Do you know what it is to be poor? Not poor with the arrogant poverty – certain people complain of who have five or six thousand a year to live upon; who yet swear they can hardly manage to make both ends meet. I mean really poor – downright, cruelly, hideously poor, with a poverty that is graceless, sordid and miserable. Poverty that compels you to dress in your one suit of clothes till it is worn threadbare. That denies you clean linen on account of the ruinous charges of washerwomen[1]. That robs you of your own self-respect, and causes you to slink along the streets vaguely abashed, instead of walking erect among your friends in independent ease. This is the sort of poverty I mean. This is the curse; this is the moral cancer that eats into the heart of any human creature and makes him envious and malignant. When he sees the fat idle woman passing by in her luxurious carriage, lolling back lazily, when he observes the brainless and sensual man smoking and dawdling away the hours in the Park, then the blood in him turns to gall, and his suffering spirit rises in fierce rebellion, crying out,
“Why in God’s name, should this injustice be? Why should a worthless lounger have his pockets full of gold by chance and heritage, while I, toiling wearily from morning till midnight, can scarce afford myself a satisfying meal?”
Why indeed? I have often thought about it. Now however I believe I can solve the problem out of my own personal experience. But… such an experience! Who will believe that anything so strange and terrific ever chanced to a mortal man? No one. Yet it is true; truer than so-called[2] truth. Moreover I know that many men are living under the same influence, that they are in the tangles of sin, but too weak to break the net in which they have become voluntarily imprisoned. Will they be taught, I wonder, the lesson I have learned?
But I do not write with any hope of either persuading or enlightening my fellow-men[3]. I know their obstinacy too well. I can gauge it by my own. I used to have proud belief in myself. And I am aware that others are in similar case. I merely intend to relate the various incidents of my life.
During a certain bitter winter, when a great wave of intense cold spread throughout all Europe, I, Geoffrey Tempest, was alone in London and starving. Now a starving man seldom gets the sympathy he merits. Few people believe in him. Worthy folks are the most incredulous. Some of them even laugh when told of hungry people. Or they will idly murmur ‘How dreadful!’ and at once turn to the discussion of the latest news for killing time. To be hungry sounds coarse and vulgar, and is not a topic for polite society, which always eats more than sufficient for its needs.

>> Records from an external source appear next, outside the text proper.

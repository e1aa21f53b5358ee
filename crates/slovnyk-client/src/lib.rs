//! Slovnyk Client -- one socket to the dictionary server.
//!
//! Blocking I/O, meant to be driven from worker threads. All socket access
//! goes through a single lock, so concurrent callers are safe but strictly
//! serialised: there is never more than one request in flight.

pub mod client;
pub mod router;
pub mod state;

pub use client::DictionaryClient;
pub use router::Router;
pub use state::ExchangeState;

use serde::{Deserialize, Serialize};
use slovnyk_protocol::{DEFAULT_HOST, DEFAULT_PORT, DEFAULT_RECV_CHUNK};
use std::time::Duration;

/// Attempts per request, including the first.
pub const MAX_ATTEMPTS: u32 = 3;

/// First retry delay; doubles on every further retry.
pub const BASE_BACKOFF: Duration = Duration::from_millis(500);

/// Upper bound for the retry delay.
pub const MAX_BACKOFF: Duration = Duration::from_secs(8);

/// Connect, send and receive timeout.
pub const DEFAULT_TIMEOUT: Duration = Duration::from_secs(2);

/// Anything that can carry one command line and hand back the raw reply.
///
/// An empty string means no reply at all.
pub trait Transport: Send + Sync {
    fn send_command(&self, command: &str) -> String;
}

#[derive(Debug, Clone, Serialize, Deserialize)]
pub struct ClientConfig {
    pub host: String,
    pub port: u16,
    pub timeout: Duration,
    pub max_attempts: u32,
    pub base_backoff: Duration,
    pub max_backoff: Duration,
    pub recv_chunk: usize,
}

impl Default for ClientConfig {
    fn default() -> Self {
        Self {
            host: DEFAULT_HOST.into(),
            port: DEFAULT_PORT,
            timeout: DEFAULT_TIMEOUT,
            max_attempts: MAX_ATTEMPTS,
            base_backoff: BASE_BACKOFF,
            max_backoff: MAX_BACKOFF,
            recv_chunk: DEFAULT_RECV_CHUNK,
        }
    }
}

impl ClientConfig {
    pub fn new(host: impl Into<String>, port: u16) -> Self {
        Self {
            host: host.into(),
            port,
            ..Self::default()
        }
    }

    /// Delay before retry number `retry` (1-based): base, 2*base, 4*base, ...
    /// capped at `max_backoff`.
    pub fn backoff(&self, retry: u32) -> Duration {
        let exp = retry.saturating_sub(1).min(31);
        self.base_backoff
            .saturating_mul(1u32 << exp)
            .min(self.max_backoff)
    }
}

#[cfg(test)]
mod tests {
    use super::*;

    #[test]
    fn test_default_config() {
        let cfg = ClientConfig::default();
        assert_eq!(cfg.host, "127.0.0.1");
        assert_eq!(cfg.port, 8080);
        assert_eq!(cfg.max_attempts, 3);
        assert_eq!(cfg.recv_chunk, 4096);
    }

    #[test]
    fn test_backoff_doubles_and_caps() {
        let cfg = ClientConfig::default();
        assert_eq!(cfg.backoff(1), Duration::from_millis(500));
        assert_eq!(cfg.backoff(2), Duration::from_secs(1));
        assert_eq!(cfg.backoff(3), Duration::from_secs(2));
        assert_eq!(cfg.backoff(5), Duration::from_secs(8));
        assert_eq!(cfg.backoff(6), Duration::from_secs(8));
        assert_eq!(cfg.backoff(40), Duration::from_secs(8));
    }

    proptest::proptest! {
        #[test]
        fn prop_backoff_never_shrinks_or_exceeds_cap(retry in 1u32..64) {
            let cfg = ClientConfig::default();
            proptest::prop_assert!(cfg.backoff(retry) <= cfg.max_backoff);
            proptest::prop_assert!(cfg.backoff(retry + 1) >= cfg.backoff(retry));
        }
    }
}
//! Slovnyk Protocol -- wire commands, tagged responses, line codec.
//!
//! Plain TCP to the dictionary server. One newline-terminated UTF-8 command
//! per request, `|`-delimited fields, no escaping. Responses carry no length
//! prefix: a frame ends when the server closes or a read comes back short.

pub mod codec;
pub mod messages;

pub use codec::{LineCodec, ResponseDecoder};
pub use messages::*;

/// Default server address.
pub const DEFAULT_HOST: &str = "127.0.0.1";

/// Default server port.
pub const DEFAULT_PORT: u16 = 8080;

/// Field separator inside commands and `headword|definition` responses.
pub const FIELD_SEPARATOR: char = '|';

/// Command terminator.
pub const LINE_TERMINATOR: char = '\n';

/// Sentinel the server returns for unknown words.
pub const NOT_FOUND: &str = "NOT_FOUND";

/// Read buffer size. A read shorter than this marks the end of a response.
pub const DEFAULT_RECV_CHUNK: usize = 4096;

#[derive(Debug, thiserror::Error)]
pub enum ProtocolError {
    #[error("invalid field `{field}` in {verb}: {reason}")]
    InvalidField {
        verb: &'static str,
        field: &'static str,
        reason: &'static str,
    },
    #[error("io error: {0}")]
    Io(#[from] std::io::Error),
}
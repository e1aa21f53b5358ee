//! Line classification for structured result display.

use std::sync::OnceLock;

use regex::Regex;
use serde::Serialize;

use crate::abbreviations::badge_label;
use crate::header_name;

#[derive(Debug, Clone, PartialEq, Eq, Serialize)]
#[serde(tag = "kind", rename_all = "snake_case")]
pub enum LineKind {
    Blank,
    PosHeader {
        name: String,
    },
    /// `1. text` or `1) text`.
    Definition {
        number: String,
        text: String,
    },
    /// Usage example, optionally with a translation after a dash separator.
    Example {
        source: String,
        translation: Option<String>,
    },
    Regular {
        text: String,
    },
}

const EXAMPLE_DASH: &str = " — ";

fn numbered_regex() -> &'static Regex {
    static CELL: OnceLock<Regex> = OnceLock::new();
    CELL.get_or_init(|| Regex::new(r"^(\d+[.)])\s+(.*)$").expect("Invalid numbered line pattern"))
}

fn bracket_tag_regex() -> &'static Regex {
    static CELL: OnceLock<Regex> = OnceLock::new();
    CELL.get_or_init(|| Regex::new(r"\[([^\]]+)\]").expect("Invalid tag pattern"))
}

fn strip_example_marker(s: &str) -> String {
    s.trim()
        .trim_start_matches(|c| matches!(c, '~' | '-' | ' '))
        .trim()
        .to_string()
}

pub fn classify_line(line: &str) -> LineKind {
    let line = line.trim();
    if line.is_empty() {
        return LineKind::Blank;
    }
    if let Some(name) = header_name(line) {
        return LineKind::PosHeader {
            name: name.to_string(),
        };
    }
    if let Some(caps) = numbered_regex().captures(line) {
        return LineKind::Definition {
            number: caps[1].to_string(),
            text: caps[2].trim().to_string(),
        };
    }
    if line.starts_with('~') || line.starts_with('-') || line.contains(EXAMPLE_DASH) {
        return match line.split_once(EXAMPLE_DASH) {
            Some((source, translation)) => LineKind::Example {
                source: strip_example_marker(source),
                translation: Some(translation.trim().to_string()),
            },
            None => LineKind::Example {
                source: strip_example_marker(line),
                translation: None,
            },
        };
    }
    LineKind::Regular {
        text: line.to_string(),
    }
}

pub fn classify_lines(text: &str) -> Vec<LineKind> {
    text.lines().map(classify_line).collect()
}

/// English labels for the known `[tags]` in `text`, first appearance first.
pub fn abbreviation_badges(text: &str) -> Vec<&'static str> {
    let mut badges = Vec::new();
    for caps in bracket_tag_regex().captures_iter(text) {
        if let Some(label) = badge_label(&caps[1]) {
            if !badges.contains(&label) {
                badges.push(label);
            }
        }
    }
    badges
}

That time I knew the cruel meaning of the word “hunger” too well: the gnawing pain, the sick faintness, the deadly stupor, the insatiable animal craving for mere food. I felt that I had not deserved to suffer the wretchedness in which I found myself[4]. I had worked hard. From the time my father died, when I discovered that every penny of the fortune went to the swarming creditors, and that nothing of all our house and estate was left to me except a jewelled miniature of my mother who had lost her own life in giving me birth, – from that time, I had toiled late and early. I had used my University education to the literature. I had sought for employment on almost every journal in London, – refused by many, taken on trial by some, but getting steady pay from none.
Whoever seeks to live by brain and pen alone is, at the beginning of such a career, treated as a sort of social pariah. Nobody wants him, everybody despises him. His efforts are derided, his manuscripts are flung back to him unread. He is less cared for[5] than the condemned murderer in gaol. The murderer is at least fed and clothed. A clergyman visits him, and his gaoler will occasionally play cards with him. But a man with original thoughts and the power of expressing them, appears to be regarded by everyone in authority as much worse than the worst criminal.
I took both kicks and blows in sullen silence and lived on, – not for the love of life, but simply because I scorned the cowardice of self-destruction. I was young enough not to part with hope too easily. For about six months I got some work on a well-known literary journal. Thirty novels a week were sent to me to ‘criticise’. I was glancing hastily at about eight or ten of them, and writing one column of abuse concerning these thus casually selected. The remainder were useless at all. I found that this mode of action was considered ‘smart,’ and I pleased my editor who paid me the munificent sum of fifteen shillings for my weekly labour.
But on one fatal occasion I changed my tactics and warmly praised a work which my own conscience told me was both original and excellent. The author of it was an old enemy of the proprietor of the journal on which I was employed. My eulogistic review, unfortunately for me, appeared, and I was immediately dismissed.